• ACTIVITY
Give the data again exactly, from its opening line through the line in which "pub fn untyped(element: &Element)" appears.

• Saved data entries
┌──
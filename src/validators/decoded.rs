//! Decoded value tree
//!
//! Decoding produces one [`DecodedElement`] per instance element, carrying
//! the typed values produced by simple type validation. The tree is
//! shape-agnostic: repeated children stay an ordered list and converters
//! decide how to render them. It implements `serde::Serialize`, so e.g.
//! `serde_json::to_value` gives a JSON rendering with names in Clark
//! notation.

use indexmap::IndexMap;
use serde::Serialize;

use crate::documents::Element;
use crate::namespaces::QName;

use super::values::{AtomicValue, SimpleValue};

/// A decoded element
#[derive(Debug, Clone, PartialEq, Serialize)]
pub struct DecodedElement {
    /// Element name
    pub name: QName,
    /// Name of the governing type, when it is a named type
    #[serde(rename = "type", skip_serializing_if = "Option::is_none")]
    pub type_name: Option<QName>,
    /// Attributes in document order, followed by defaulted ones
    #[serde(skip_serializing_if = "IndexMap::is_empty")]
    pub attributes: IndexMap<QName, SimpleValue>,
    /// Value of simple content, or character data of mixed content
    #[serde(skip_serializing_if = "Option::is_none")]
    pub value: Option<SimpleValue>,
    /// Child elements in document order
    #[serde(skip_serializing_if = "Vec::is_empty")]
    pub children: Vec<DecodedElement>,
    /// Whether the element was nilled with `xsi:nil`
    #[serde(skip_serializing_if = "std::ops::Not::not")]
    pub nil: bool,
}

impl DecodedElement {
    /// An element without content
    pub fn new(name: QName) -> Self {
        Self {
            name,
            type_name: None,
            attributes: IndexMap::new(),
            value: None,
            children: Vec::new(),
            nil: false,
        }
    }

    /// Untyped decoding of an element subtree
    ///
    /// Attribute values and character data are kept as strings.
    pub fn untyped(element: &Element) -> Self {
        let mut decoded = Self::new(element.qname.clone());
        decoded.attributes = element
            .attributes
            .iter()
            .map(|(name, value)| (name.clone(), untyped_value(value)))
            .collect();
        if element.children.is_empty() || element.has_significant_text() {
            decoded.value = element.text.as_deref().map(untyped_value);
        }
        decoded.children = element.children.iter().map(Self::untyped).collect();
        decoded
    }

    /// Canonical lexical form of the element's value
    pub fn to_lexical(&self) -> Option<String> {
        self.value.as_ref().map(SimpleValue::to_lexical)
    }

    /// Value of an attribute
    pub fn attribute(&self, name: &QName) -> Option<&SimpleValue> {
        self.attributes.get(name)
    }

    /// First child with the given name
    pub fn child(&self, name: &QName) -> Option<&DecodedElement> {
        self.children.iter().find(|c| &c.name == name)
    }

    /// All children with the given name, in document order
    pub fn children_named<'a>(&'a self, name: &'a QName) -> impl Iterator<Item = &'a DecodedElement> {
        self.children.iter().filter(move |c| &c.name == name)
    }
}

pub(crate) fn untyped_value(lexical: &str) -> SimpleValue {
    SimpleValue::Atomic(AtomicValue::String(lexical.to_string()))
}

#[cfg(test)]
mod tests {
    use super::*;
    use crate::documents::Document;
    use pretty_assertions::assert_eq;
    use rust_decimal::Decimal;
    use std::str::FromStr;

    #[test]
    fn test_untyped_tree() {
        let doc = Document::from_string(r#"<a id="1"><b>x</b><b/>  </a>"#).unwrap();
        let decoded = DecodedElement::untyped(doc.root().unwrap());
        assert_eq!(decoded.attribute(&QName::local("id")), Some(&untyped_value("1")));
        assert_eq!(decoded.value, None);
        let b = QName::local("b");
        assert_eq!(decoded.children_named(&b).count(), 2);
        assert_eq!(decoded.child(&b).and_then(|c| c.to_lexical()), Some("x".to_string()));
    }

    #[test]
    fn test_serialize() {
        let mut decoded = DecodedElement::new(QName::namespaced("urn:x", "price"));
        decoded.value = Some(SimpleValue::Atomic(AtomicValue::Decimal(
            Decimal::from_str("1.50").unwrap(),
        )));
        let json = serde_json::to_value(&decoded).unwrap();
        assert_eq!(json["name"], "{urn:x}price");
        assert!(json.get("children").is_none());
        assert!(json.get("nil").is_none());
        assert!(json.get("value").is_some());
    }
}
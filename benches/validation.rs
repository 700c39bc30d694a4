//! Benchmarks for schema compiling and document validation

use criterion::{black_box, criterion_group, criterion_main, BenchmarkId, Criterion};
use xsdgraph::{Document, Schema, SchemaOptions, ValidationMode};

const CATALOG_XSD: &str = r#"<xs:schema xmlns:xs="http://www.w3.org/2001/XMLSchema">
  <xs:element name="catalog">
    <xs:complexType>
      <xs:sequence>
        <xs:element name="item" maxOccurs="unbounded">
          <xs:complexType>
            <xs:sequence>
              <xs:element name="name" type="xs:string"/>
              <xs:element name="price" type="price"/>
              <xs:element name="tag" type="xs:NMTOKEN" minOccurs="0" maxOccurs="5"/>
            </xs:sequence>
            <xs:attribute name="id" type="xs:ID" use="required"/>
          </xs:complexType>
        </xs:element>
      </xs:sequence>
    </xs:complexType>
    <xs:key name="itemKey">
      <xs:selector xpath="item"/>
      <xs:field xpath="@id"/>
    </xs:key>
  </xs:element>
  <xs:simpleType name="price">
    <xs:restriction base="xs:decimal">
      <xs:minInclusive value="0"/>
      <xs:fractionDigits value="2"/>
    </xs:restriction>
  </xs:simpleType>
</xs:schema>"#;

fn catalog(items: usize) -> String {
    let mut xml = String::from("<catalog>");
    for i in 0..items {
        xml.push_str(&format!(
            r#"<item id="i{}"><name>Item {}</name><price>{}.50</price><tag>t{}</tag></item>"#,
            i,
            i,
            i % 100,
            i % 7
        ));
    }
    xml.push_str("</catalog>");
    xml
}

fn bench_compile(c: &mut Criterion) {
    c.bench_function("compile_catalog_schema", |b| {
        b.iter(|| Schema::from_str(black_box(CATALOG_XSD), SchemaOptions::default()))
    });
}

fn bench_validate(c: &mut Criterion) {
    let mut group = c.benchmark_group("validate_catalog");
    for size in [10, 100, 1000] {
        let doc = Document::from_string(&catalog(size)).unwrap();
        for mode in [ValidationMode::Strict, ValidationMode::Lax] {
            let schema =
                Schema::from_str(CATALOG_XSD, SchemaOptions::default().with_mode(mode)).unwrap();
            group.bench_with_input(BenchmarkId::new(mode.as_str(), size), &doc, |b, doc| {
                b.iter(|| schema.validate(black_box(doc)))
            });
        }
    }
    group.finish();
}

fn bench_decode(c: &mut Criterion) {
    let schema = Schema::from_str(CATALOG_XSD, SchemaOptions::default()).unwrap();
    let doc = Document::from_string(&catalog(100)).unwrap();
    c.bench_function("decode_catalog_100", |b| b.iter(|| schema.decode(black_box(&doc))));
}

criterion_group!(benches, bench_compile, bench_validate, bench_decode);
criterion_main!(benches);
└──
• ANSWER BOX
filename src/validators/decoded.rs
//! Decoded value tree
//!
//! Decoding produces one [`DecodedElement`] per instance element, carrying
//! the typed values produced by simple type validation. The tree is
//! shape-agnostic: repeated children stay an ordered list and converters
//! decide how to render them. It implements `serde::Serialize`, so e.g.
//! `serde_json::to_value` gives a JSON rendering with names in Clark
//! notation.

use indexmap::IndexMap;
use serde::Serialize;

use crate::documents::Element;
use crate::namespaces::QName;

use super::values::{AtomicValue, SimpleValue};

/// A decoded element
#[derive(Debug, Clone, PartialEq, Serialize)]
pub struct DecodedElement {
    /// Element name
    pub name: QName,
    /// Name of the governing type, when it is a named type
    #[serde(rename = "type", skip_serializing_if = "Option::is_none")]
    pub type_name: Option<QName>,
    /// Attributes in document order, followed by defaulted ones
    #[serde(skip_serializing_if = "IndexMap::is_empty")]
    pub attributes: IndexMap<QName, SimpleValue>,
    /// Value of simple content, or character data of mixed content
    #[serde(skip_serializing_if = "Option::is_none")]
    pub value: Option<SimpleValue>,
    /// Child elements in document order
    #[serde(skip_serializing_if = "Vec::is_empty")]
    pub children: Vec<DecodedElement>,
    /// Whether the element was nilled with `xsi:nil`
    #[serde(skip_serializing_if = "std::ops::Not::not")]
    pub nil: bool,
}

impl DecodedElement {
    /// An element without content
    pub fn new(name: QName) -> Self {
        Self {
            name,
            type_name: None,
            attributes: IndexMap::new(),
            value: None,
            children: Vec::new(),
            nil: false,
        }
    }

    /// Untyped decoding of an element subtree
    ///
    /// Attribute values and character data are kept as strings.
    pub fn untyped(element: &Element) -> Self {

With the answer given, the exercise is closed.